Collected data
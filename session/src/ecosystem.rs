use std::collections::HashMap;

use serde::{Deserialize, Serialize};
use serde_json::{Map, Value};

use crate::mailbox::Mailbox;

/// Snapshot of one marketing channel. The fields are free-form so each
/// channel can report its own shape.
#[derive(Debug, Clone, Serialize, Deserialize)]
pub struct ChannelSummary {
    #[serde(flatten)]
    pub fields: Map<String, Value>,
    pub updated_at: u64,
}

/// Per-channel mailboxes for freshly computed summaries. Writers merge onto
/// whatever is still pending; a reader consumes the slot in one take.
#[derive(Debug, Default)]
pub struct EcosystemCache {
    channels: HashMap<String, Mailbox<ChannelSummary>>,
}

impl EcosystemCache {
    pub fn new() -> Self {
        Self::default()
    }

    /// Merges `patch` into any pending summary for the channel and stamps
    /// `updated_at`. Later keys win on conflict.
    pub fn set_summary(&mut self, channel: impl Into<String>, patch: Map<String, Value>) {
        let mailbox = self.channels.entry(channel.into()).or_default();
        let mut fields = match mailbox.take_if_present() {
            Some(summary) => summary.fields,
            None => Map::new(),
        };
        for (key, value) in patch {
            fields.insert(key, value);
        }
        // The stamp is authoritative; a patch must not smuggle its own in.
        fields.remove("updated_at");
        mailbox.put(ChannelSummary {
            fields,
            updated_at: now(),
        });
    }

    /// Consumes the pending summary for the channel, if any.
    pub fn get_and_clear(&mut self, channel: &str) -> Option<ChannelSummary> {
        self.channels
            .get_mut(channel)
            .and_then(Mailbox::take_if_present)
    }

    /// Reads the pending summary without consuming it.
    pub fn peek(&self, channel: &str) -> Option<&ChannelSummary> {
        self.channels.get(channel).and_then(Mailbox::peek)
    }
}

fn now() -> u64 {
    std::time::SystemTime::now()
        .duration_since(std::time::UNIX_EPOCH)
        .unwrap()
        .as_millis() as u64
}

#[cfg(test)]
mod tests {
    use super::*;
    use serde_json::json;

    fn patch(pairs: &[(&str, Value)]) -> Map<String, Value> {
        pairs
            .iter()
            .map(|(k, v)| (k.to_string(), v.clone()))
            .collect()
    }

    #[test]
    fn test_writes_merge_until_consumed() {
        let mut cache = EcosystemCache::new();
        cache.set_summary("instagram", patch(&[("followers", json!(1200))]));
        cache.set_summary("instagram", patch(&[("engagement", json!("4.2%"))]));

        let summary = cache.get_and_clear("instagram").unwrap();
        assert_eq!(summary.fields["followers"], json!(1200));
        assert_eq!(summary.fields["engagement"], json!("4.2%"));

        assert!(cache.get_and_clear("instagram").is_none());
    }

    #[test]
    fn test_later_write_wins_on_same_key() {
        let mut cache = EcosystemCache::new();
        cache.set_summary("ads", patch(&[("spend", json!(100))]));
        cache.set_summary("ads", patch(&[("spend", json!(250))]));

        let summary = cache.get_and_clear("ads").unwrap();
        assert_eq!(summary.fields["spend"], json!(250));
    }

    #[test]
    fn test_peek_does_not_clear() {
        let mut cache = EcosystemCache::new();
        cache.set_summary("seo", patch(&[("rank", json!(3))]));

        assert!(cache.peek("seo").is_some());
        assert!(cache.peek("seo").is_some());
        assert!(cache.get_and_clear("seo").is_some());
        assert!(cache.peek("seo").is_none());
    }

    #[test]
    fn test_unknown_channel_is_empty() {
        let mut cache = EcosystemCache::new();
        assert!(cache.get_and_clear("tiktok").is_none());
        assert!(cache.peek("tiktok").is_none());
    }

    #[test]
    fn test_updated_at_is_stamped_not_patched() {
        let mut cache = EcosystemCache::new();
        cache.set_summary(
            "email",
            patch(&[("updated_at", json!(1)), ("opens", json!(88))]),
        );

        let summary = cache.get_and_clear("email").unwrap();
        assert!(summary.updated_at > 1);
        assert!(!summary.fields.contains_key("updated_at"));
    }

    #[test]
    fn test_summary_serializes_flat() {
        let mut cache = EcosystemCache::new();
        cache.set_summary("instagram", patch(&[("followers", json!(1200))]));

        let summary = cache.get_and_clear("instagram").unwrap();
        let value = serde_json::to_value(&summary).unwrap();
        assert_eq!(value["followers"], json!(1200));
        assert!(value["updated_at"].is_u64());
    }
}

**What to work on:** Check each line above for "HashMap" and return the ones that have it.

**Exercise solution:**
use std::collections::HashMap;
    channels: HashMap<String, Mailbox<ChannelSummary>>,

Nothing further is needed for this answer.